▶ WHAT YOU NEED TO DO
The string "self" may appear in lines of the listing. Report each line where it does.

▶ DATA FOR PROCESSING
□ □ □ □ □
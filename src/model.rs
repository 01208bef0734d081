use std::collections::HashMap;

use serde::{Deserialize, Serialize};

/// One parsed spreadsheet row: column name -> cell value.
pub type RawRow = HashMap<String, String>;

/// Which serialization a row came from. Only affects where the source's own
/// id is read from.
#[derive(Debug, Clone, Copy, PartialEq, Eq)]
pub enum SourceKind {
    Csv,
    Json,
}

impl SourceKind {
    pub fn as_str(&self) -> &'static str {
        match self {
            SourceKind::Csv => "csv",
            SourceKind::Json => "json",
        }
    }
}

#[derive(Debug, Clone, PartialEq, Eq, Serialize, Deserialize)]
pub struct Metric {
    pub value: String,
    pub label: String,
}

/// Display-ready case study.
///
/// Static fallback files are deserialized straight into this type and may be
/// hand-written, so every field is defaulted and scalars are read loosely:
/// numbers and booleans become text, a string list may be a comma string.
#[derive(Debug, Clone, PartialEq, Serialize, Deserialize)]
#[serde(rename_all = "camelCase")]
pub struct Project {
    #[serde(default, deserialize_with = "loose::id")]
    pub id: u32,
    #[serde(default, deserialize_with = "loose::int")]
    pub original_id: Option<i64>,
    #[serde(default, deserialize_with = "loose::text")]
    pub title: String,
    #[serde(default, deserialize_with = "loose::text")]
    pub description: String,
    #[serde(default, deserialize_with = "loose::text")]
    pub description_html: String,
    #[serde(default, deserialize_with = "loose::text")]
    pub image: String,
    #[serde(default, deserialize_with = "loose::list")]
    pub tags: Vec<String>,
    #[serde(default, deserialize_with = "loose::list")]
    pub detail_images: Vec<String>,
    #[serde(default, deserialize_with = "loose::text")]
    pub long_description: String,
    #[serde(default, deserialize_with = "loose::text")]
    pub year: String,
    #[serde(default, deserialize_with = "loose::text")]
    pub client: String,
    #[serde(default, deserialize_with = "loose::text")]
    pub duration: String,
    #[serde(default, deserialize_with = "loose::text")]
    pub team_size: String,
    #[serde(default, deserialize_with = "loose::text")]
    pub role: String,
    #[serde(default, deserialize_with = "loose::text")]
    pub challenge: String,
    #[serde(default, deserialize_with = "loose::text")]
    pub solution: String,
    #[serde(default, deserialize_with = "loose::text")]
    pub results: String,
    #[serde(default, deserialize_with = "loose::metrics")]
    pub metrics: Vec<Metric>,
    #[serde(default, deserialize_with = "loose::text")]
    pub category: String,
    #[serde(default, deserialize_with = "loose::flag")]
    pub featured: bool,
    #[serde(default, deserialize_with = "loose::text")]
    pub status: String,
    #[serde(default, deserialize_with = "loose::text")]
    pub shopify_button: String,
}

const CARD_SUMMARY_MAX: usize = 150;

impl Project {
    /// Short preview for project cards: first sentence of the description,
    /// with newlines and list markers flattened.
    pub fn card_summary(&self) -> String {
        if self.description.is_empty() {
            return String::new();
        }

        let clean = self
            .description
            .split('\n')
            .filter(|l| !l.is_empty())
            .collect::<Vec<_>>()
            .join(" ");
        let clean = strip_list_markers(&clean);
        let clean = clean.trim();

        let first = clean.split('.').next().unwrap_or("");
        if first.chars().count() > CARD_SUMMARY_MAX {
            let cut: String = first.chars().take(CARD_SUMMARY_MAX - 3).collect();
            return format!("{}...", cut);
        }
        if clean.contains('.') {
            format!("{}.", first)
        } else {
            first.to_string()
        }
    }
}

/// Drops every `-`/`*` that is followed by whitespace, along with the
/// whitespace run.
fn strip_list_markers(s: &str) -> String {
    let mut out = String::with_capacity(s.len());
    let mut chars = s.chars().peekable();
    while let Some(c) = chars.next() {
        if (c == '-' || c == '*') && chars.peek().is_some_and(|n| n.is_whitespace()) {
            while chars.peek().is_some_and(|n| n.is_whitespace()) {
                chars.next();
            }
            continue;
        }
        out.push(c);
    }
    out
}

/// Tolerant field readers for hand-edited project files. None of them fail:
/// a value of the wrong shape reads as the field's empty value.
mod loose {
    use serde::{Deserialize, Deserializer};
    use serde_json::Value;

    use super::Metric;

    fn scalar(value: Value) -> Option<String> {
        match value {
            Value::String(s) => Some(s),
            Value::Number(n) => Some(n.to_string()),
            Value::Bool(b) => Some(b.to_string()),
            _ => None,
        }
    }

    pub fn text<'de, D: Deserializer<'de>>(d: D) -> Result<String, D::Error> {
        Ok(scalar(Value::deserialize(d)?).unwrap_or_default())
    }

    pub fn int<'de, D: Deserializer<'de>>(d: D) -> Result<Option<i64>, D::Error> {
        Ok(match Value::deserialize(d)? {
            Value::Number(n) => n.as_i64().or_else(|| n.as_f64().map(|f| f as i64)),
            Value::String(s) => s.trim().parse().ok(),
            _ => None,
        })
    }

    /// Zero when missing or unusable; the loader assigns a position id then.
    pub fn id<'de, D: Deserializer<'de>>(d: D) -> Result<u32, D::Error> {
        Ok(int(d)?.and_then(|n| u32::try_from(n).ok()).unwrap_or(0))
    }

    pub fn flag<'de, D: Deserializer<'de>>(d: D) -> Result<bool, D::Error> {
        Ok(match Value::deserialize(d)? {
            Value::Bool(b) => b,
            Value::String(s) => s.trim().eq_ignore_ascii_case("true"),
            _ => false,
        })
    }

    pub fn list<'de, D: Deserializer<'de>>(d: D) -> Result<Vec<String>, D::Error> {
        Ok(match Value::deserialize(d)? {
            Value::Array(items) => items.into_iter().filter_map(scalar).collect(),
            Value::String(s) => crate::parser::fields::split_list(&s),
            _ => Vec::new(),
        })
    }

    pub fn metrics<'de, D: Deserializer<'de>>(d: D) -> Result<Vec<Metric>, D::Error> {
        Ok(match Value::deserialize(d)? {
            Value::Array(items) => items
                .into_iter()
                .filter_map(|item| {
                    let mut obj = match item {
                        Value::Object(obj) => obj,
                        _ => return None,
                    };
                    Some(Metric {
                        value: obj.remove("value").and_then(scalar)?,
                        label: obj.remove("label").and_then(scalar)?,
                    })
                })
                .collect(),
            Value::String(s) => crate::parser::fields::parse_metrics(&s),
            _ => Vec::new(),
        })
    }
}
□ □ □ □ □
▶ EXPECTED OUTPUT
    pub fn as_str(&self) -> &'static str {
        match self {
    pub fn card_summary(&self) -> String {
        if self.description.is_empty() {
        let clean = self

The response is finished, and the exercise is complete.